Believe it or not, despite a declaration like that, things continued as they had before. (One benefit of dating a queen of denial, I guess!) However, we went from seeing each other once a week, to seeing each other 2-3 times each week, depending on our schedules. Each time he took me home, Bachelor #5 said, “I would marry you tomorrow if you were willing. But no pressure, I can wait as long as it takes you to decide.”

I still wasn’t sure he got it, that he really realized what he was saying or that I understood what he was saying! I wasn’t even thinking along those lines, so I took him at his word and didn’t allow myself to feel any pressure. But one night, when I joked that he moved really fast to say something like that within a week of deciding he was interested in me and taking things to a new level, he disagreed.
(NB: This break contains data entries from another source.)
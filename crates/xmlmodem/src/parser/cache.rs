use alloc::{collections::BTreeMap, string::String, sync::Arc, vec::Vec};

use crate::element::Element;

/// Ancestor tag names from the outermost open element down to the current
/// one.
pub type Path = Vec<Arc<str>>;

pub(crate) fn display_path(path: &[Arc<str>]) -> String {
    let mut out = String::new();
    for (i, name) in path.iter().enumerate() {
        if i > 0 {
            out.push('/');
        }
        out.push_str(name);
    }
    out
}

/// In-progress elements keyed by their path.
///
/// Well-formed XML never has two siblings open at the same depth under the
/// same ancestor chain, so at most one element per path key is ever present
/// and the map behaves like a depth-indexed stack.
#[derive(Debug, Default)]
pub(crate) struct ElementCache {
    open: BTreeMap<Path, Element>,
    peak: usize,
}

impl ElementCache {
    pub(crate) fn insert(&mut self, path: Path, element: Element) {
        self.open.insert(path, element);
        self.peak = self.peak.max(self.open.len());
    }

    pub(crate) fn get_mut(&mut self, path: &[Arc<str>]) -> Option<&mut Element> {
        self.open.get_mut(path)
    }

    pub(crate) fn remove(&mut self, path: &[Arc<str>]) -> Option<Element> {
        self.open.remove(path)
    }

    pub(crate) fn len(&self) -> usize {
        self.open.len()
    }

    /// Largest number of simultaneously cached elements seen so far.
    pub(crate) fn peak(&self) -> usize {
        self.peak
    }
}

#[cfg(test)]
mod tests {
    use super::*;
    use crate::element::Tag;

    fn path(names: &[&str]) -> Path {
        names.iter().map(|n| Arc::from(*n)).collect()
    }

    fn element(name: &str) -> Element {
        Element::new(Tag {
            name: name.into(),
            attributes: crate::Attributes::new(),
        })
    }

    #[test]
    fn keyed_by_full_path() {
        let mut cache = ElementCache::default();
        cache.insert(path(&["r", "a"]), element("a"));
        cache.insert(path(&["r", "a", "a"]), element("a"));
        assert_eq!(cache.len(), 2);

        cache.get_mut(&path(&["r", "a"])).unwrap().push_text("x".into());
        let inner = cache.remove(&path(&["r", "a", "a"])).unwrap();
        assert!(inner.children.is_empty());
        let outer = cache.remove(&path(&["r", "a"])).unwrap();
        assert_eq!(outer.text(), "x");
        assert_eq!(cache.len(), 0);
        assert_eq!(cache.peak(), 2);
        assert!(cache.remove(&path(&["r"])).is_none());
    }

    #[test]
    fn displays_path() {
        assert_eq!(display_path(&path(&["JMdict", "entry", "sense"])), "JMdict/entry/sense");
        assert_eq!(display_path(&[]), "");
    }
}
He said it hadn’t been “fast” at all. When I asked him how he could possibly think that, he told me he had known how he felt and what he wanted for a long time. “How long?” I asked. He replied, “Our second date.”

Our SECOND date?

And the entire time we’d dated, I’d believed he was simply trying to mentor and befriend a newly-divorced single mom! I’d never even thought he was interested in me! I couldn’t believe it. I asked him how he’d pulled that off. He said, “I’ve told you all along I have more self-control than you can imagine. Besides, what would you have done if I had told you how I felt and what I thought?”
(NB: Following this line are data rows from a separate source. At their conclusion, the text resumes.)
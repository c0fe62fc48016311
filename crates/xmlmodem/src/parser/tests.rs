use alloc::{sync::Arc, vec::Vec};

use super::*;
use crate::{Collector, ParseEvent, element::Node};

fn elements(events: &[ParseEvent]) -> Vec<Arc<Element>> {
    events
        .iter()
        .filter_map(|e| match e {
            ParseEvent::Element(e) => Some(e.clone()),
            _ => None,
        })
        .collect()
}

fn texts(element: &Element) -> Vec<&str> {
    element
        .children
        .iter()
        .filter_map(|n| match n {
            Node::Text(t) => Some(t.as_str()),
            Node::Element(_) => None,
        })
        .collect()
}

#[test]
fn error_carries_position_of_offending_character() {
    let mut parser = StreamingParser::default();
    let mut events = Collector::default();
    parser.feed("<a>\n  <b>\n", &mut events).unwrap();
    let err = parser.feed("</a>", &mut events).unwrap_err();
    assert_eq!((err.line(), err.column()), (3, 4));
    assert_eq!(
        err.kind(),
        &SyntaxError::MismatchedTag {
            expected: Some("b".into()),
            found: "a".into(),
        }
    );
}

#[test]
fn position_advances_per_character() {
    let mut parser = StreamingParser::default();
    let mut events = Collector::default();
    parser.feed("<a>猫\n<b/>", &mut events).unwrap();
    assert_eq!(parser.position(), (2, 5));
}

#[test]
fn cache_holds_only_the_open_path() {
    let mut parser = StreamingParser::default();
    let mut events = Collector::default();
    parser.feed("<r><a><b>", &mut events).unwrap();
    assert_eq!(parser.depth(), 3);
    assert_eq!(parser.cached_elements(), 3);

    parser.feed("</b></a><c/></r>", &mut events).unwrap();
    assert_eq!(parser.depth(), 0);
    assert_eq!(parser.cached_elements(), 0);
    assert_eq!(parser.peak_cached_elements(), 3);
}

#[test]
fn skipped_root_is_never_cached() {
    let mut parser = StreamingParser::new(ParserOptions {
        skip_root: true,
        ..Default::default()
    });
    let mut events = Collector::default();
    parser.feed("<r x=\"1\"><a><b>", &mut events).unwrap();
    assert_eq!(parser.cached_elements(), 2);
    assert!(parser.skipped_root.is_some());

    parser.feed("</b></a></r>", &mut events).unwrap();
    let root = elements(events.events()).pop().unwrap();
    assert_eq!(&*root.name, "r");
    assert_eq!(root.attribute("x"), Some("1"));
    assert!(root.children.is_empty());
}

#[test]
fn text_runs_split_by_markup_keep_order() {
    let mut parser = StreamingParser::default();
    let mut events = Collector::default();
    parser
        .feed("<a>  x <!--c--> y<![CDATA[<z>]]>w <?pi?>\n </a>", &mut events)
        .unwrap();
    let a = elements(events.events()).pop().unwrap();
    assert_eq!(texts(&a), ["x", "y", "<z>w"]);
}

#[test]
fn whitespace_only_text_is_dropped() {
    let mut parser = StreamingParser::default();
    let mut events = Collector::default();
    parser.feed("<a>\n  <b> </b>\n</a>", &mut events).unwrap();
    for element in elements(events.events()) {
        assert!(texts(&element).is_empty(), "<{}> has text", element.name);
    }
}

#[test]
fn comment_window_keeps_tail() {
    let feed = |window| {
        let mut parser = StreamingParser::new(ParserOptions {
            comment_window: window,
            ..Default::default()
        });
        let mut events = Collector::default();
        parser.feed("<!-- abcdef -->", &mut events).unwrap();
        match events.into_events().pop() {
            Some(ParseEvent::Comment(text)) => text,
            other => panic!("expected a comment, got {other:?}"),
        }
    };
    assert_eq!(feed(None), "<!-- abcdef -->");
    assert_eq!(feed(Some(4)), "<!--f -->");
    // Too short to hold the closing `--`; widened so the comment still ends.
    assert_eq!(feed(Some(0)), "<!---->");
}

#[test]
fn doctype_state_resets_after_close() {
    let mut parser = StreamingParser::default();
    let mut events = Collector::default();
    parser.feed("<!DOCTYPE r [<!ENTITY a \"b\">]>", &mut events).unwrap();
    assert!(matches!(parser.doctype, DoctypeState::Idle));
    assert!(parser.tokens.is_empty());
}

#[test]
#[should_panic(expected = "Syntax error")]
fn panic_on_error_panics() {
    let mut parser = StreamingParser::new(ParserOptions {
        panic_on_error: true,
        ..Default::default()
    });
    let _ = parser.feed("<a></b>", &mut Collector::default());
}

#[test]
fn xml_declaration_fields() {
    assert_eq!(
        parse_xml_declaration("version=\"1.0\" encoding='UTF-8' standalone=\"no\"").unwrap(),
        XmlDeclaration {
            version: Some("1.0".into()),
            encoding: Some("UTF-8".into()),
            standalone: Some(false),
        }
    );
    assert!(parse_xml_declaration("standalone=\"maybe\"").is_err());
    assert_eq!(parse_xml_declaration("").unwrap(), XmlDeclaration::default());
}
I replied, “Run the other way!”

He nodded his head in agreement and said, “Exactly!”

It turned out to be true after all: men always have a plan. (Gee, who told me that? My brilliant Psychology degree male co-worker…and I had laughed at him, the perceptive and wise man who shared that vital bit of information with me!)

But this time, I was too shocked to laugh.

I’d also learned a very important life lesson, unexpected or otherwise: never underestimate men! You see, “There are three kinds of men. The one that learns by reading. The few who learn by observation. The rest of them have to pee on the electric fence for themselves.” (Will Rogers)

However they get it, they get it…and I’d been the last one to know.

Completely Unexpected

That next weekend we went out and I can’t tell you what we did. I don’t remember much about that night. I only remember this: Before he took me home, Bachelor #5 asked, “Do I even have a chance with you?”

That sounded a little heavy to me. And because I wasn’t about to be serious, I had to lighten things up. I joked, “Sure! I try to keep an open mind. Everyone has a chance with me!”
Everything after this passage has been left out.